§ **Problem details**
Would you please set down the entries below exactly as shown?

§ **Listed entries**
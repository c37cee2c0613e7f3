use crate::error::StoreError;
use std::fs;
use std::io::Write;
use std::path::{Path, PathBuf};

/// Staged write with atomic promotion.
///
/// `stage` writes the full payload to `<target>.lock`; `commit` renames it
/// over `<target>`, so readers only ever see a complete JSON document.
/// Dropping a staged write without committing removes the lock file.
/// A second stage against the same target fails while the first is live.
pub struct Lockfile {
    target: PathBuf,
    lock_path: PathBuf,
    committed: bool,
}

impl Lockfile {
    /// Write `data` to the lock file next to `target`.
    pub fn stage(target: impl AsRef<Path>, data: &[u8]) -> Result<Self, StoreError> {
        let target = target.as_ref().to_path_buf();
        let mut name = target
            .file_name()
            .map(|n| n.to_string_lossy().into_owned())
            .unwrap_or_default();
        name.push_str(".lock");
        let lock_path = target.with_file_name(name);

        if let Some(parent) = lock_path.parent() {
            if !parent.as_os_str().is_empty() {
                fs::create_dir_all(parent)?;
            }
        }

        let mut file = match fs::OpenOptions::new()
            .write(true)
            .create_new(true)
            .open(&lock_path)
        {
            Ok(file) => file,
            Err(e) if e.kind() == std::io::ErrorKind::AlreadyExists => {
                return Err(StoreError::LockConflict(lock_path.display().to_string()));
            }
            Err(e) => return Err(StoreError::Io(e)),
        };
        file.write_all(data)?;
        file.flush()?;

        Ok(Self {
            target,
            lock_path,
            committed: false,
        })
    }

    /// Rename the lock file over the target.
    pub fn commit(mut self) -> Result<(), StoreError> {
        fs::rename(&self.lock_path, &self.target)?;
        self.committed = true;
        Ok(())
    }
}

impl Drop for Lockfile {
    fn drop(&mut self) {
        if !self.committed {
            let _ = fs::remove_file(&self.lock_path);
        }
    }
}
mod commands;

use clap::{Parser, Subcommand};

#[derive(Parser)]
#[command(name = "taskdeck", about = "Personal task tracker", version)]
struct Cli {
    /// Path of the task file
    #[arg(long, global = true, default_value = "tasks.json")]
    file: String,

    /// Output in JSON format
    #[arg(long, global = true)]
    json: bool,

    #[command(subcommand)]
    command: Commands,
}

#[derive(Subcommand)]
enum Commands {
    /// Add a new task
    Add {
        /// Task title
        title: String,

        /// Task description
        description: String,
    },

    /// List all tasks
    List,

    /// Mark a task as complete
    Complete {
        /// Task id
        id: String,
    },

    /// Delete one task by id, or every task with 'all'
    Delete {
        /// Task id, or 'all'
        target: String,
    },
}

fn main() {
    let cli = Cli::parse();

    let result = match cli.command {
        Commands::Add { title, description } => commands::add::run(&cli.file, title, description),
        Commands::List => commands::list::run(&cli.file, cli.json),
        Commands::Complete { id } => commands::complete::run(&cli.file, id),
        Commands::Delete { target } => commands::delete::run(&cli.file, target),
    };

    if let Err(e) = result {
        eprintln!("error: {}", e);
        std::process::exit(1);
    }
}
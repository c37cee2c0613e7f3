pub mod add;
pub mod complete;
pub mod delete;
pub mod list;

§ **Answer space**
repository c37cee2c0613e7f3
use crate::error::StoreError;
use std::fs;
use std::io::Write;
use std::path::{Path, PathBuf};

/// Staged write with atomic promotion.
///
/// `stage` writes the full payload to `<target>.lock`; `commit` renames it
/// over `<target>`, so readers only ever see a complete JSON document.
/// Dropping a staged write without committing removes the lock file.
/// A second stage against the same target fails while the first is live.
pub struct Lockfile {
    target: PathBuf,
    lock_path: PathBuf,
    committed: bool,
}

impl Lockfile {
    /// Write `data` to the lock file next to `target`.
    pub fn stage(target: impl AsRef<Path>, data: &[u8]) -> Result<Self, StoreError> {
        let target = target.as_ref().to_path_buf();
        let mut name = target
            .file_name()
            .map(|n| n.to_string_lossy().into_owned())
            .unwrap_or_default();
        name.push_str(".lock");
        let lock_path = target.with_file_name(name);

        if let Some(parent) = lock_path.parent() {
            if !parent.as_os_str().is_empty() {
                fs::create_dir_all(parent)?;
            }
        }

        let mut file = match fs::OpenOptions::new()
            .write(true)
            .create_new(true)
            .open(&lock_path)
        {
            Ok(file) => file,
            Err(e) if e.kind() == std::io::ErrorKind::AlreadyExists => {
                return Err(StoreError::LockConflict(lock_path.display().to_string()));
            }
            Err(e) => return Err(StoreError::Io(e)),
        };
        file.write_all(data)?;
        file.flush()?;

        Ok(Self {
            target,
            lock_path,
            committed: false,
        })
    }

    /// Rename the lock file over the target.
    pub fn commit(mut self) -> Result<(), StoreError> {
        fs::rename(&self.lock_path, &self.target)?;
        self.committed = true;
        Ok(())
    }
}

impl Drop for Lockfile {
    fn drop(&mut self) {
        if !self.committed {
            let _ = fs::remove_file(&self.lock_path);
        }
    }
}
mod commands;

use clap::{Parser, Subcommand};

#[derive(Parser)]
#[command(name = "taskdeck", about = "Personal task tracker", version)]
struct Cli {
    /// Path of the task file
    #[arg(long, global = true, default_value = "tasks.json")]
    file: String,

    /// Output in JSON format
    #[arg(long, global = true)]
    json: bool,

    #[command(subcommand)]
    command: Commands,
}

#[derive(Subcommand)]
enum Commands {
    /// Add a new task
    Add {
        /// Task title
        title: String,

        /// Task description
        description: String,
    },

    /// List all tasks
    List,

    /// Mark a task as complete
    Complete {
        /// Task id
        id: String,
    },

    /// Delete one task by id, or every task with 'all'
    Delete {
        /// Task id, or 'all'
        target: String,
    },
}

fn main() {
    let cli = Cli::parse();

    let result = match cli.command {
        Commands::Add { title, description } => commands::add::run(&cli.file, title, description),
        Commands::List => commands::list::run(&cli.file, cli.json),
        Commands::Complete { id } => commands::complete::run(&cli.file, id),
        Commands::Delete { target } => commands::delete::run(&cli.file, target),
    };

    if let Err(e) = result {
        eprintln!("error: {}", e);
        std::process::exit(1);
    }
}
repository c37cee2c0613e7f3
pub mod add;
pub mod complete;
pub mod delete;
pub mod list;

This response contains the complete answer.